Ahora muchos lo han olvidado, pero hubo un tiempo en que todos lo temían. Drew Pearson fue un periodista que escribió una columna diaria (incluyendo fines de semana y festivos), que se publicaba en más de seiscientos periódicos del país, desde 1932 hasta 1969. Vivió la Gran Depresión, la Segunda Guerra Mundial, la Guerra Fría, la lucha por los derechos civiles y Vietnam. Hoover hizo todo lo posible para que lo despidieran. Roosevelt dijo que era un “mentiroso patológico”. Truman envió al FBI para que lo investigaran. Eisenhower optó por la estrategia de ignorarlo dejando que se ocupara de él su secretario de prensa. Kennedy se lamentó al comprobar que el poder de la presidencia no tenía ninguna influencia sobre un simple columnista. Lyndon Johnson pretendió convertirlo en su aliado. Y Nixon lo incorporó a su larga lista de enemigos. Pearson incluso consiguió desesperar a Winston Churchill, cuya visión sobre el personaje se asemejaba a la de su homólogo estadounidense.

Así lo retrata el historiador Donald A. Ritchie en un libro que repasa la carrera del reportero. Pearson era un ‘muckraker’, término acuñado a principios del siglo XX por Theodore Roosevelt al referirse a los periodistas que indagaban en los entresijos del poder.

En su columna, titulada “Washington Merry-Go-Round” (el nombre procedía de un exitoso libro que publicó de forma anónima junto a Robert S. Allen, con quien compartió la columna hasta 1942), los lectores se encontraban a menudo con escándalos, casos de corrupción, secretos, información confidencial o rumores extraídos de diversas fuentes, gran parte de ellas gubernamentales. Presumía de haber enviado a unos cuantos congresistas a la cárcel y de haber provocado la derrota electoral de muchos otros. Tenía un estilo telegráfico. Algunas de sus columnas, todas ellas disponibles en la colección digital de la biblioteca de American University (un auténtico festín para la investigación académica, pues permite que nos aproximemos con una lupa a diversos acontecimientos contemporáneos), parecen extractos del diario de un espía. Hallamos párrafos, a veces inconexos, saturados de citas, de paráfrasis y de nombres que parecen ser expulsados a la página con una urgencia extrema, como si el autor, más que publicarla, quisiera deshacerse de la información antes de que esta le explotara entre las manos. Su archivo del FBI contiene más de mil páginas. En una ocasión dijo que había tantas personas escuchando sus conversaciones telefónicas que podría emitir anuncios en ellas. Para ejercer el periodismo, insistía, no se puede perder el sentido del olfato.

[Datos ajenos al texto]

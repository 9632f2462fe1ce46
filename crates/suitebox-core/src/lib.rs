//! Suitebox Core - Consolidation and rating business logic
//!
//! The business core of the parcel-forwarding platform:
//! - Rate table resolution with compiled-in defaults per method
//! - The two pricing models: tiered (rate table) and region-multiplier
//! - Package eligibility validation for consolidation
//! - The consolidation orchestrator (shipment + invoices + notification)
//! - The standalone package lifecycle state machine
//!
//! Everything here is generic over the repository traits in suitebox-db and
//! is exercised against in-memory fakes in the integration tests.
//!
//! # Example
//!
//! ```rust,ignore
//! use suitebox_core::{ConsolidationConfig, ConsolidationRequest, ConsolidationService};
//!
//! let service = ConsolidationService::new(
//!     packages, users, rates, shipments, invoices, notifications,
//!     ConsolidationConfig::default(),
//! );
//!
//! let outcome = service.consolidate(ConsolidationRequest {
//!     user_id,
//!     package_ids,
//!     shipping_method: Some("air_economy".into()),
//!     destination_address: Some(address),
//! }).await?;
//! ```

pub mod config;
pub mod consolidate;
pub mod eligibility;
pub mod error;
pub mod lifecycle;
pub mod notify;
pub mod pricing;
pub mod rates;

pub use config::ConsolidationConfig;
pub use consolidate::{ConsolidationOutcome, ConsolidationRequest, ConsolidationService};
pub use eligibility::EligibilityChecker;
pub use error::CoreError;
pub use lifecycle::{ForwardParcel, PackageLifecycleService, ReceiveParcel};
pub use notify::{LogMailer, Mailer, MailerError, PackageNotifier, PackageReceivedEmail};
pub use pricing::{destination_multiplier, estimated_delivery_date, freight_cost};
pub use rates::{RateQuote, RateResolver, ResolvedRate, MAX_WEIGHT_LBS};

A Pearson le interesaban más las noticias que las opiniones, aunque participó activamente en muchas causas y campañas, también a través de sus artículos. Apoyó el New Deal, se opuso al fascismo, promovió los derechos civiles y se enfrentó al senador Joseph McCarthy en la época de la caza de brujas. Cometió errores (algo comprensible, teniendo en cuenta que publicó noticias y exclusivas diariamente durante más de tres décadas) pero, como demuestra Ritchie, casi siempre estuvo (y siempre quiso estar) cerca de los hechos. Aunque muchos de sus compañeros reconocieron sus logros, las instituciones periodísticas le negaron el prestigio (fue vetado en un Premio Pulitzer y el ‘Post’ lo desplazó de las páginas editoriales a la sección de las viñetas). Ahora pocos se acuerdan de él. Falleció antes de que el caso Watergate convirtiera a los reporteros en celebridades, antes de que emergiera la imagen romántica del cronista que escucha en un garaje los susurros de las gargantas profundas. Ahora el Drew Pearson que conoce la mayoría de la gente es un exjugador de los Dallas Cowboys, un equipo de fútbol americano. Curiosamente sus padres decidieron llamarlo así por su columnista de cabecera.